[Top][All Lists]
[Date Prev][Date Next][Thread Prev][Thread Next][Date Index][Thread Index]
Re: [PATCH 0/5] speed up gnulib-tool some more
From: |
Bruno Haible |
Subject: |
Re: [PATCH 0/5] speed up gnulib-tool some more |
Date: |
Mon, 8 Feb 2010 01:24:28 +0100 |
User-agent: |
KMail/1.9.9 |
Hi Ralf,
> > Regarding part 1, I would like to put in a command-line option --no-cache
> > that preserves the old, slow but simpler code. It is good practice, for
> > every nontrivial optimization, to have a way to disable the optimization.
> > This helps in two situations:
> > - When a bug crops up, and you want to know whether the cache introduced
> > it.
>
> This is no different from when a bug crops up in any other code: we
> debug it, by bisecting the git history or by inspecting the code, adding
> printf statements or using sh -x or the bash debugger.

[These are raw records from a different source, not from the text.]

//! Recipe content cache: the layer between a multilingual recipe browser and
//! its LLM and photo-search providers.
//!
//! [`RecipeCore`] owns every cache and is the only thing the UI talks to.
//! It is cheap to clone and meant to be built once at startup and handed to
//! whatever needs it.

pub mod catalog;
pub mod config;
pub mod error;
pub mod guard;
pub mod image;
pub mod metrics;
pub mod model;
pub mod normalize;
pub mod providers;
pub mod resolver;
pub mod store;
pub mod subscription;
pub mod translate;

use std::collections::HashMap;
use std::num::NonZeroUsize;
use std::sync::Arc;

use serde::Serialize;
use tracing::{info, warn};

use catalog::StaticCatalog;
use config::{CoreConfig, ProviderSettings};
use error::CoreError;
use guard::InFlight;
use image::{ImageLookupCache, ImageStats};
use metrics::{MetricSummary, MetricsRegistry};
use model::{Category, RecipeDetail, RecipeSummary};
use providers::{
    ChatClient, GenerationProvider, ImageSearchProvider, TranslationProvider, UnsplashClient,
};
use resolver::ContentResolver;
use store::StoreStats;
use subscription::{ImageFetches, ImageSubscription, RecipeFetches, RecipeSubscription};
use translate::{MemoStats, TranslationMemo};

pub use guard::Fetched;

/// The external providers the core may call. Any of them can be absent;
/// the core then serves static content, English text and placeholders.
#[derive(Clone, Default)]
pub struct Providers {
    pub generator: Option<Arc<dyn GenerationProvider>>,
    pub translator: Option<Arc<dyn TranslationProvider>>,
    pub images: Option<Arc<dyn ImageSearchProvider>>,
}

impl Providers {
    /// Build the default HTTP providers for whichever credentials are set.
    pub fn from_settings(settings: &ProviderSettings) -> Result<Self, CoreError> {
        let mut providers = Providers::default();

        if settings.llm_api_key.is_some() {
            let chat = Arc::new(ChatClient::from_settings(settings)?);
            providers.generator = Some(chat.clone());
            providers.translator = Some(chat);
            info!(model = %settings.llm_model, "LLM client initialized");
        } else {
            warn!("no LLM API key, recipe generation and translation disabled");
        }

        if settings.unsplash_access_key.is_some() {
            providers.images = Some(Arc::new(UnsplashClient::from_settings(settings)?));
            info!("photo search client initialized");
        } else {
            warn!("no photo search key, using placeholder images");
        }

        Ok(providers)
    }
}

/// Snapshot of every cache, for debugging and admin views.
#[derive(Debug, Clone, Serialize)]
pub struct CacheStats {
    pub stores: Vec<StoreStats>,
    pub translations: MemoStats,
    pub images: ImageStats,
    pub in_flight_recipes: usize,
    pub in_flight_images: usize,
    pub latencies: HashMap<String, MetricSummary>,
    pub counters: HashMap<String, u64>,
}

#[derive(Clone)]
pub struct RecipeCore {
    resolver: Arc<ContentResolver>,
    memo: Arc<TranslationMemo>,
    images: Arc<ImageLookupCache>,
    metrics: Arc<MetricsRegistry>,
    recipe_fetches: Arc<RecipeFetches>,
    image_fetches: Arc<ImageFetches>,
}

impl RecipeCore {
    pub fn new(
        config: CoreConfig,
        catalog: StaticCatalog,
        providers: Providers,
    ) -> Result<Self, CoreError> {
        config.validate()?;
        let metrics = Arc::new(MetricsRegistry::new());

        let memo_capacity = NonZeroUsize::new(config.memo_capacity)
            .ok_or_else(|| CoreError::Config("memo_capacity must be > 0".into()))?;
        let memo = Arc::new(TranslationMemo::new(
            providers.translator,
            memo_capacity,
            config.memo_ttl,
            Arc::clone(&metrics),
        ));
        let resolver = Arc::new(ContentResolver::new(
            &config,
            Arc::new(catalog),
            Arc::clone(&memo),
            providers.generator,
            Arc::clone(&metrics),
        )?);
        let images = Arc::new(ImageLookupCache::new(providers.images, Arc::clone(&metrics)));

        info!(
            recipe_capacity = config.recipe_capacity,
            expiry_secs = config.record_expiry.as_secs(),
            "recipe core ready"
        );

        Ok(Self {
            resolver,
            memo,
            images,
            metrics,
            recipe_fetches: Arc::new(InFlight::new()),
            image_fetches: Arc::new(InFlight::new()),
        })
    }

    /// Built-in catalog, default sizing, providers from `RECIPE_*` env vars.
    pub fn from_env() -> Result<Self, CoreError> {
        let providers = Providers::from_settings(&ProviderSettings::from_env())?;
        Self::new(CoreConfig::default(), StaticCatalog::builtin()?, providers)
    }

    /// `None` means the recipe could not be found or generated.
    pub async fn resolve_recipe(&self, name: &str, language: &str) -> Option<RecipeDetail> {
        self.resolver.resolve_recipe(name, language).await
    }

    pub async fn resolve_search_results(&self, query: &str, language: &str) -> Vec<RecipeSummary> {
        self.resolver.resolve_search_results(query, language).await
    }

    pub async fn resolve_categories(&self, language: &str) -> Vec<Category> {
        self.resolver.resolve_categories(language).await
    }

    pub async fn resolve_category_recipes(
        &self,
        category: &str,
        language: &str,
    ) -> Option<Vec<RecipeSummary>> {
        self.resolver.resolve_category_recipes(category, language).await
    }

    pub async fn resolve_featured(&self, language: &str) -> Vec<RecipeSummary> {
        self.resolver.resolve_featured(language).await
    }

    /// Always a usable URL; falls back to a placeholder photo.
    pub async fn resolve_image(&self, subject: &str, width: u32, height: u32) -> String {
        self.images.resolve(subject, width, height).await
    }

    pub fn recipe_subscription(&self) -> RecipeSubscription {
        RecipeSubscription::new(
            Arc::clone(&self.recipe_fetches),
            Arc::clone(&self.resolver),
            Arc::clone(&self.metrics),
        )
    }

    pub fn image_subscription(&self) -> ImageSubscription {
        ImageSubscription::new(
            Arc::clone(&self.image_fetches),
            Arc::clone(&self.images),
            Arc::clone(&self.metrics),
        )
    }

    pub fn clear_caches(&self) {
        self.resolver.clear();
        self.memo.clear();
        self.images.clear();
        info!("all caches cleared");
    }

    pub fn cache_stats(&self) -> CacheStats {
        CacheStats {
            stores: self.resolver.store_stats(),
            translations: self.memo.stats(),
            images: self.images.stats(),
            in_flight_recipes: self.recipe_fetches.len(),
            in_flight_images: self.image_fetches.len(),
            latencies: self.metrics.summary(),
            counters: self.metrics.counters(),
        }
    }
}

/// Install a `tracing` subscriber. Honors `RUST_LOG`, defaulting to
/// `recipe_cache=debug`; `json` switches to JSON lines.
pub fn init_tracing(json: bool) -> Result<(), Box<dyn std::error::Error + Send + Sync>> {
    let filter = tracing_subscriber::EnvFilter::try_from_default_env()
        .unwrap_or_else(|_| tracing_subscriber::EnvFilter::new("recipe_cache=debug"));
    let builder = tracing_subscriber::fmt()
        .with_env_filter(filter)
        .with_target(true)
        .with_thread_ids(true);
    if json {
        builder.json().try_init()
    } else {
        builder.try_init()
    }
}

But finding a bug through bisection takes much more time than it takes
to encircle it by specifying an option.
> Having two code paths for the same functionality in practice often means
> that the lesser-used will bit-rot over time.
This is not a problem. When we need the less optimized code (be it for
debugging, or as a starting point for a totally different optimization), we
can fix the tiny rotten pieces. This is way less work than to reinvent the
unoptimized code from scratch.
> If you are not confident enough in the new code, then please point out
> which parts you think are problematic.
It's not about confidence in the code. As I explained, I want the unoptimized
code to be available as an alternative. Like you would be upset if gcc did
not offer "-O0" and "-O1" any more.
> We can deal with unknown future problems when we get to them; thanks to
> version control we can easily see what needs to be reverted, should any
> changes, not just optimizations, turn out to be wrong turns.
This is not true. In 5 years from now, when the code has changed a bit
everywhere, it would take hours to revert a 5-year-old optimization.
> But that said, I wrote a patch that adds back the old code non-caching
> paths.
Thanks!
> I verified that the test dirs have no differences when compared with
> diff -ruB -x autom4te.cache old new
The comparison should be without "-B" option:
diff -r old new
An optimization is not supposed to introduce a change in behaviour.
With or without optimization, the results must be identical. (Do you
like it when a program compiled with "-O2" produces different results
than the same program compiled with "-O0"?)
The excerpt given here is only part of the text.